• EXERCISE REQUIREMENTS:
Nothing in the data should be left out or altered when it is retyped.

══ SUPPLIED DATA ══

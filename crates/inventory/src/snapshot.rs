//! Working state of a tenant's lots at a point in time.
//!
//! A snapshot owns its lots by value. Cloning it yields an independent copy,
//! so mutating a working snapshot can never reach back into a "before" copy
//! that was taken for persistence. Lots are addressed by their position in
//! the snapshot (`LotPosition`) rather than by shared references.

use std::collections::BTreeMap;

use chrono::NaiveDate;
use rust_decimal::Decimal;
use serde::{Deserialize, Serialize};

use cogs_core::LotId;

use crate::lot::PurchaseLot;

/// Index of a lot inside an [`InventorySnapshot`].
pub type LotPosition = usize;

#[derive(Debug, Clone, Default, PartialEq, Eq, Serialize, Deserialize)]
pub struct InventorySnapshot {
    lots: Vec<PurchaseLot>,
}

impl InventorySnapshot {
    pub fn new(lots: Vec<PurchaseLot>) -> Self {
        Self { lots }
    }

    pub fn lots(&self) -> &[PurchaseLot] {
        &self.lots
    }

    pub fn into_lots(self) -> Vec<PurchaseLot> {
        self.lots
    }

    pub fn len(&self) -> usize {
        self.lots.len()
    }

    pub fn is_empty(&self) -> bool {
        self.lots.is_empty()
    }

    pub fn lot(&self, lot_id: &LotId) -> Option<&PurchaseLot> {
        self.lots.iter().find(|l| &l.lot_id == lot_id)
    }

    pub fn lot_at(&self, position: LotPosition) -> Option<&PurchaseLot> {
        self.lots.get(position)
    }

    pub fn lot_at_mut(&mut self, position: LotPosition) -> Option<&mut PurchaseLot> {
        self.lots.get_mut(position)
    }

    /// Positions of every lot for `sku`, oldest first (ties by lot id).
    pub fn positions_for_sku(&self, sku: &str) -> Vec<LotPosition> {
        let mut positions: Vec<LotPosition> = self
            .lots
            .iter()
            .enumerate()
            .filter(|(_, l)| l.sku == sku)
            .map(|(idx, _)| idx)
            .collect();
        positions.sort_by(|a, b| {
            let (la, lb) = (&self.lots[*a], &self.lots[*b]);
            la.received_date
                .cmp(&lb.received_date)
                .then_with(|| la.lot_id.cmp(&lb.lot_id))
        });
        positions
    }

    /// Positions of lots for `sku` that can be consumed on `as_of`: remaining
    /// above zero and received on or before that date, oldest first.
    pub fn available_positions(&self, sku: &str, as_of: NaiveDate) -> Vec<LotPosition> {
        self.positions_for_sku(sku)
            .into_iter()
            .filter(|p| {
                let lot = &self.lots[*p];
                lot.has_remaining() && lot.received_date <= as_of
            })
            .collect()
    }

    /// Lots for `sku` that can be consumed on `as_of`, oldest first.
    pub fn get_available_lots(&self, sku: &str, as_of: NaiveDate) -> Vec<&PurchaseLot> {
        self.available_positions(sku, as_of)
            .into_iter()
            .map(|p| &self.lots[p])
            .collect()
    }

    /// Chronologically oldest lot for `sku`, regardless of remaining quantity.
    pub fn oldest_position(&self, sku: &str) -> Option<LotPosition> {
        self.positions_for_sku(sku).into_iter().next()
    }

    pub fn total_remaining(&self, sku: &str) -> Decimal {
        self.lots
            .iter()
            .filter(|l| l.sku == sku)
            .map(|l| l.remaining_quantity())
            .sum()
    }

    /// Remaining quantity per SKU, keyed in SKU order.
    pub fn remaining_by_sku(&self) -> BTreeMap<String, Decimal> {
        let mut totals = BTreeMap::new();
        for lot in &self.lots {
            *totals.entry(lot.sku.clone()).or_insert(Decimal::ZERO) += lot.remaining_quantity();
        }
        totals
    }
}

impl From<Vec<PurchaseLot>> for InventorySnapshot {
    fn from(lots: Vec<PurchaseLot>) -> Self {
        Self::new(lots)
    }
}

═══

• ANSWER SECTION:
filename crates/inventory/src/snapshot.rs
//! Working state of a tenant's lots at a point in time.
//!
//! A snapshot owns its lots by value. Cloning it yields an independent copy,
//! so mutating a working snapshot can never reach back into a "before" copy
//! that was taken for persistence. Lots are addressed by their position in
//! the snapshot (`LotPosition`) rather than by shared references.

use std::collections::BTreeMap;

use chrono::NaiveDate;
use rust_decimal::Decimal;
use serde::{Deserialize, Serialize};

use cogs_core::LotId;

use crate::lot::PurchaseLot;

/// Index of a lot inside an [`InventorySnapshot`].
pub type LotPosition = usize;

#[derive(Debug, Clone, Default, PartialEq, Eq, Serialize, Deserialize)]
pub struct InventorySnapshot {
    lots: Vec<PurchaseLot>,
}

impl InventorySnapshot {
    pub fn new(lots: Vec<PurchaseLot>) -> Self {
        Self { lots }
    }

    pub fn lots(&self) -> &[PurchaseLot] {
        &self.lots
    }

    pub fn into_lots(self) -> Vec<PurchaseLot> {
        self.lots
    }

    pub fn len(&self) -> usize {
        self.lots.len()
    }

    pub fn is_empty(&self) -> bool {
        self.lots.is_empty()
    }

    pub fn lot(&self, lot_id: &LotId) -> Option<&PurchaseLot> {
        self.lots.iter().find(|l| &l.lot_id == lot_id)
    }

    pub fn lot_at(&self, position: LotPosition) -> Option<&PurchaseLot> {
        self.lots.get(position)
    }

    pub fn lot_at_mut(&mut self, position: LotPosition) -> Option<&mut PurchaseLot> {
        self.lots.get_mut(position)
    }

    /// Positions of every lot for `sku`, oldest first (ties by lot id).
    pub fn positions_for_sku(&self, sku: &str) -> Vec<LotPosition> {
        let mut positions: Vec<LotPosition> = self
            .lots
            .iter()
            .enumerate()
            .filter(|(_, l)| l.sku == sku)
            .map(|(idx, _)| idx)
            .collect();
        positions.sort_by(|a, b| {
            let (la, lb) = (&self.lots[*a], &self.lots[*b]);
            la.received_date
                .cmp(&lb.received_date)
                .then_with(|| la.lot_id.cmp(&lb.lot_id))
        });
        positions
    }

    /// Positions of lots for `sku` that can be consumed on `as_of`: remaining
    /// above zero and received on or before that date, oldest first.
    pub fn available_positions(&self, sku: &str, as_of: NaiveDate) -> Vec<LotPosition> {
        self.positions_for_sku(sku)
            .into_iter()
            .filter(|p| {
                let lot = &self.lots[*p];
                lot.has_remaining() && lot.received_date <= as_of
            })
            .collect()
    }

    /// Lots for `sku` that can be consumed on `as_of`, oldest first.
    pub fn get_available_lots(&self, sku: &str, as_of: NaiveDate) -> Vec<&PurchaseLot> {
        self.available_positions(sku, as_of)
            .into_iter()
            .map(|p| &self.lots[p])
            .collect()
    }

    /// Chronologically oldest lot for `sku`, regardless of remaining quantity.
    pub fn oldest_position(&self, sku: &str) -> Option<LotPosition> {
        self.positions_for_sku(sku).into_iter().next()
    }

    pub fn total_remaining(&self, sku: &str) -> Decimal {
        self.lots
            .iter()
            .filter(|l| l.sku == sku)
            .map(|l| l.remaining_quantity())
            .sum()
    }

    /// Remaining quantity per SKU, keyed in SKU order.
    pub fn remaining_by_sku(&self) -> BTreeMap<String, Decimal> {
        let mut totals = BTreeMap::new();
        for lot in &self.lots {
            *totals.entry(lot.sku.clone()).or_insert(Decimal::ZERO) += lot.remaining_quantity();
        }
        totals
    }
}

impl From<Vec<PurchaseLot>> for InventorySnapshot {
    fn from(lots: Vec<PurchaseLot>) -> Self {
        Self::new(lots)
    }
}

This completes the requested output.